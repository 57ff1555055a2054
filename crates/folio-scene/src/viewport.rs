//! Viewport session - the explicitly owned rendering context
//!
//! Every entity the avatar scene creates hangs off one root entity, so a
//! single `dispose` releases the camera, lights, pedestal and model
//! together. The orbit settings and ambient light are resources owned by
//! the session as well.

use bevy::prelude::*;
use tracing::info;

use folio_core::{AvatarProfile, StageSpec};

use crate::camera::{MainCamera, OrbitSettings};

/// Marker for the pedestal the avatar stands on
#[derive(Component)]
pub struct Pedestal;

#[derive(Debug, Resource)]
pub struct ViewportSession {
    root: Entity,
    camera: Entity,
    profile: String,
}

impl ViewportSession {
    /// Spawn the camera, lights and pedestal for `profile`
    pub fn mount(
        commands: &mut Commands,
        meshes: &mut Assets<Mesh>,
        materials: &mut Assets<StandardMaterial>,
        profile: &AvatarProfile,
    ) -> Self {
        let stage = &profile.stage;
        let orbit = OrbitSettings::from_framing(&profile.camera);
        let camera_transform = orbit.transform();

        commands.insert_resource(AmbientLight {
            color: Color::WHITE,
            brightness: stage.ambient_brightness,
            ..default()
        });

        let mut camera = Entity::PLACEHOLDER;
        let root = commands
            .spawn((
                Name::new("avatar-viewport"),
                Transform::default(),
                Visibility::default(),
            ))
            .with_children(|parent| {
                camera = parent
                    .spawn((
                        Camera3d::default(),
                        Camera {
                            // The page shows through around the model
                            clear_color: ClearColorConfig::Custom(Color::NONE),
                            ..default()
                        },
                        Projection::Perspective(PerspectiveProjection {
                            fov: profile.camera.fov_degrees.to_radians(),
                            near: 0.01,
                            far: 100.0,
                            ..default()
                        }),
                        camera_transform,
                        MainCamera,
                    ))
                    .id();

                spawn_lights(parent, stage);
                spawn_pedestal(parent, meshes, materials, stage);
            })
            .id();

        commands.insert_resource(orbit);

        info!(profile = %profile.name, "Viewport mounted");
        Self {
            root,
            camera,
            profile: profile.name.clone(),
        }
    }

    /// Parent of every entity in the session, the avatar included
    pub fn root(&self) -> Entity {
        self.root
    }

    pub fn camera(&self) -> Entity {
        self.camera
    }

    /// Despawn everything the session created and drop its resources
    pub fn dispose(&self, commands: &mut Commands) {
        commands.entity(self.root).despawn();
        commands.remove_resource::<OrbitSettings>();
        commands.remove_resource::<AmbientLight>();
        commands.remove_resource::<ViewportSession>();
        info!(profile = %self.profile, "Viewport disposed");
    }
}

fn spawn_lights(parent: &mut ChildSpawnerCommands, stage: &StageSpec) {
    let spot = &stage.spot_light;
    parent.spawn((
        SpotLight {
            intensity: spot.intensity,
            range: spot.range,
            outer_angle: spot.angle,
            inner_angle: spot.angle * (1.0 - spot.penumbra.clamp(0.0, 1.0)),
            shadows_enabled: true,
            ..default()
        },
        Transform::from_translation(Vec3::from_array(spot.position))
            .looking_at(Vec3::ZERO, Vec3::Y),
    ));

    let key = &stage.key_light;
    parent.spawn((
        DirectionalLight {
            illuminance: key.illuminance,
            shadows_enabled: false,
            ..default()
        },
        Transform::from_translation(Vec3::from_array(key.position))
            .looking_at(Vec3::ZERO, Vec3::Y),
    ));
}

fn spawn_pedestal(
    parent: &mut ChildSpawnerCommands,
    meshes: &mut Assets<Mesh>,
    materials: &mut Assets<StandardMaterial>,
    stage: &StageSpec,
) {
    parent.spawn((
        Mesh3d(meshes.add(Cylinder::new(stage.pedestal_radius, stage.pedestal_height))),
        MeshMaterial3d(materials.add(StandardMaterial {
            base_color: Color::srgb(0.9, 0.9, 0.9),
            perceptual_roughness: 0.8,
            ..default()
        })),
        // Top face flush with the floor plane
        Transform::from_xyz(0.0, -stage.pedestal_height / 2.0, 0.0),
        Pedestal,
    ));
}
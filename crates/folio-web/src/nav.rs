//! Page navigation state for JavaScript

use std::time::Duration;

use wasm_bindgen::prelude::*;

use folio_core::{MobileNav, SectionTracker};

/// Active-section tracking and the auto-hiding mobile nav.
///
/// The page forwards intersection ratios, scroll events and a frame tick.
#[wasm_bindgen]
pub struct PageNav {
    sections: SectionTracker,
    mobile: MobileNav,
}

impl Default for PageNav {
    fn default() -> Self {
        Self {
            sections: SectionTracker::default(),
            mobile: MobileNav::new(),
        }
    }
}

#[wasm_bindgen]
impl PageNav {
    #[wasm_bindgen(constructor)]
    pub fn new() -> Self {
        Self::default()
    }

    /// Returns the newly active section, if it changed
    pub fn observe(&mut self, section: &str, visible_ratio: f32, viewport_width: f32) -> Option<String> {
        self.sections
            .observe(section, visible_ratio, viewport_width)
            .map(str::to_string)
    }

    #[wasm_bindgen(getter)]
    pub fn active(&self) -> String {
        self.sections.active().to_string()
    }

    pub fn on_scroll(&mut self, viewport_width: f32) {
        self.mobile.on_scroll(viewport_width);
    }

    /// Advance by `dt_ms`. Returns true when the mobile nav just hid.
    pub fn tick(&mut self, dt_ms: f64) -> bool {
        self.mobile.tick(frame_delta(dt_ms))
    }

    #[wasm_bindgen(getter)]
    pub fn nav_visible(&self) -> bool {
        self.mobile.is_visible()
    }

    /// Drop the pending hide timer when the page unmounts
    pub fn dispose(&mut self) {
        self.mobile.cancel();
    }
}

/// Negative and NaN deltas count as no time, huge ones saturate
fn frame_delta(dt_ms: f64) -> Duration {
    if dt_ms.is_nan() || dt_ms <= 0.0 {
        return Duration::ZERO;
    }
    Duration::try_from_secs_f64(dt_ms / 1000.0).unwrap_or(Duration::MAX)
}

## Assignment
Output each entry once again, exactly as shown above.

## Task answer
repository 57ff1555055a2054
filename crates/folio-scene/src/viewport.rs
//! Viewport session - the explicitly owned rendering context
//!
//! Every entity the avatar scene creates hangs off one root entity, so a
//! single `dispose` releases the camera, lights, pedestal and model
//! together. The orbit settings and ambient light are resources owned by
//! the session as well.

use bevy::prelude::*;
use tracing::info;

use folio_core::{AvatarProfile, StageSpec};

use crate::camera::{MainCamera, OrbitSettings};

/// Marker for the pedestal the avatar stands on
#[derive(Component)]
pub struct Pedestal;

#[derive(Debug, Resource)]
pub struct ViewportSession {
    root: Entity,
    camera: Entity,
    profile: String,
}

impl ViewportSession {
    /// Spawn the camera, lights and pedestal for `profile`
    pub fn mount(
        commands: &mut Commands,
        meshes: &mut Assets<Mesh>,
        materials: &mut Assets<StandardMaterial>,
        profile: &AvatarProfile,
    ) -> Self {
        let stage = &profile.stage;
        let orbit = OrbitSettings::from_framing(&profile.camera);
        let camera_transform = orbit.transform();

        commands.insert_resource(AmbientLight {
            color: Color::WHITE,
            brightness: stage.ambient_brightness,
            ..default()
        });

        let mut camera = Entity::PLACEHOLDER;
        let root = commands
            .spawn((
                Name::new("avatar-viewport"),
                Transform::default(),
                Visibility::default(),
            ))
            .with_children(|parent| {
                camera = parent
                    .spawn((
                        Camera3d::default(),
                        Camera {
                            // The page shows through around the model
                            clear_color: ClearColorConfig::Custom(Color::NONE),
                            ..default()
                        },
                        Projection::Perspective(PerspectiveProjection {
                            fov: profile.camera.fov_degrees.to_radians(),
                            near: 0.01,
                            far: 100.0,
                            ..default()
                        }),
                        camera_transform,
                        MainCamera,
                    ))
                    .id();

                spawn_lights(parent, stage);
                spawn_pedestal(parent, meshes, materials, stage);
            })
            .id();

        commands.insert_resource(orbit);

        info!(profile = %profile.name, "Viewport mounted");
        Self {
            root,
            camera,
            profile: profile.name.clone(),
        }
    }

    /// Parent of every entity in the session, the avatar included
    pub fn root(&self) -> Entity {
        self.root
    }

    pub fn camera(&self) -> Entity {
        self.camera
    }

    /// Despawn everything the session created and drop its resources
    pub fn dispose(&self, commands: &mut Commands) {
        commands.entity(self.root).despawn();
        commands.remove_resource::<OrbitSettings>();
        commands.remove_resource::<AmbientLight>();
        commands.remove_resource::<ViewportSession>();
        info!(profile = %self.profile, "Viewport disposed");
    }
}

fn spawn_lights(parent: &mut ChildSpawnerCommands, stage: &StageSpec) {
    let spot = &stage.spot_light;
    parent.spawn((
        SpotLight {
            intensity: spot.intensity,
            range: spot.range,
            outer_angle: spot.angle,
            inner_angle: spot.angle * (1.0 - spot.penumbra.clamp(0.0, 1.0)),
            shadows_enabled: true,
            ..default()
        },
        Transform::from_translation(Vec3::from_array(spot.position))
            .looking_at(Vec3::ZERO, Vec3::Y),
    ));

    let key = &stage.key_light;
    parent.spawn((
        DirectionalLight {
            illuminance: key.illuminance,
            shadows_enabled: false,
            ..default()
        },
        Transform::from_translation(Vec3::from_array(key.position))
            .looking_at(Vec3::ZERO, Vec3::Y),
    ));
}

fn spawn_pedestal(
    parent: &mut ChildSpawnerCommands,
    meshes: &mut Assets<Mesh>,
    materials: &mut Assets<StandardMaterial>,
    stage: &StageSpec,
) {
    parent.spawn((
        Mesh3d(meshes.add(Cylinder::new(stage.pedestal_radius, stage.pedestal_height))),
        MeshMaterial3d(materials.add(StandardMaterial {
            base_color: Color::srgb(0.9, 0.9, 0.9),
            perceptual_roughness: 0.8,
            ..default()
        })),
        // Top face flush with the floor plane
        Transform::from_xyz(0.0, -stage.pedestal_height / 2.0, 0.0),
        Pedestal,
    ));
}
filename crates/folio-web/src/nav.rs
//! Page navigation state for JavaScript

use std::time::Duration;

use wasm_bindgen::prelude::*;

use folio_core::{MobileNav, SectionTracker};

/// Active-section tracking and the auto-hiding mobile nav.
///
/// The page forwards intersection ratios, scroll events and a frame tick.
#[wasm_bindgen]
pub struct PageNav {
    sections: SectionTracker,
    mobile: MobileNav,
}

impl Default for PageNav {
    fn default() -> Self {
        Self {
            sections: SectionTracker::default(),
            mobile: MobileNav::new(),
        }
    }
}

#[wasm_bindgen]
impl PageNav {
    #[wasm_bindgen(constructor)]
    pub fn new() -> Self {
        Self::default()
    }

    /// Returns the newly active section, if it changed
    pub fn observe(&mut self, section: &str, visible_ratio: f32, viewport_width: f32) -> Option<String> {
        self.sections
            .observe(section, visible_ratio, viewport_width)
            .map(str::to_string)
    }

    #[wasm_bindgen(getter)]
    pub fn active(&self) -> String {
        self.sections.active().to_string()
    }

    pub fn on_scroll(&mut self, viewport_width: f32) {
        self.mobile.on_scroll(viewport_width);
    }

    /// Advance by `dt_ms`. Returns true when the mobile nav just hid.
    pub fn tick(&mut self, dt_ms: f64) -> bool {
        self.mobile.tick(frame_delta(dt_ms))
    }

    #[wasm_bindgen(getter)]
    pub fn nav_visible(&self) -> bool {
        self.mobile.is_visible()
    }

    /// Drop the pending hide timer when the page unmounts
    pub fn dispose(&mut self) {
        self.mobile.cancel();
    }
}

/// Negative and NaN deltas count as no time, huge ones saturate
fn frame_delta(dt_ms: f64) -> Duration {
    if dt_ms.is_nan() || dt_ms <= 0.0 {
        return Duration::ZERO;
    }
    Duration::try_from_secs_f64(dt_ms / 1000.0).unwrap_or(Duration::MAX)
}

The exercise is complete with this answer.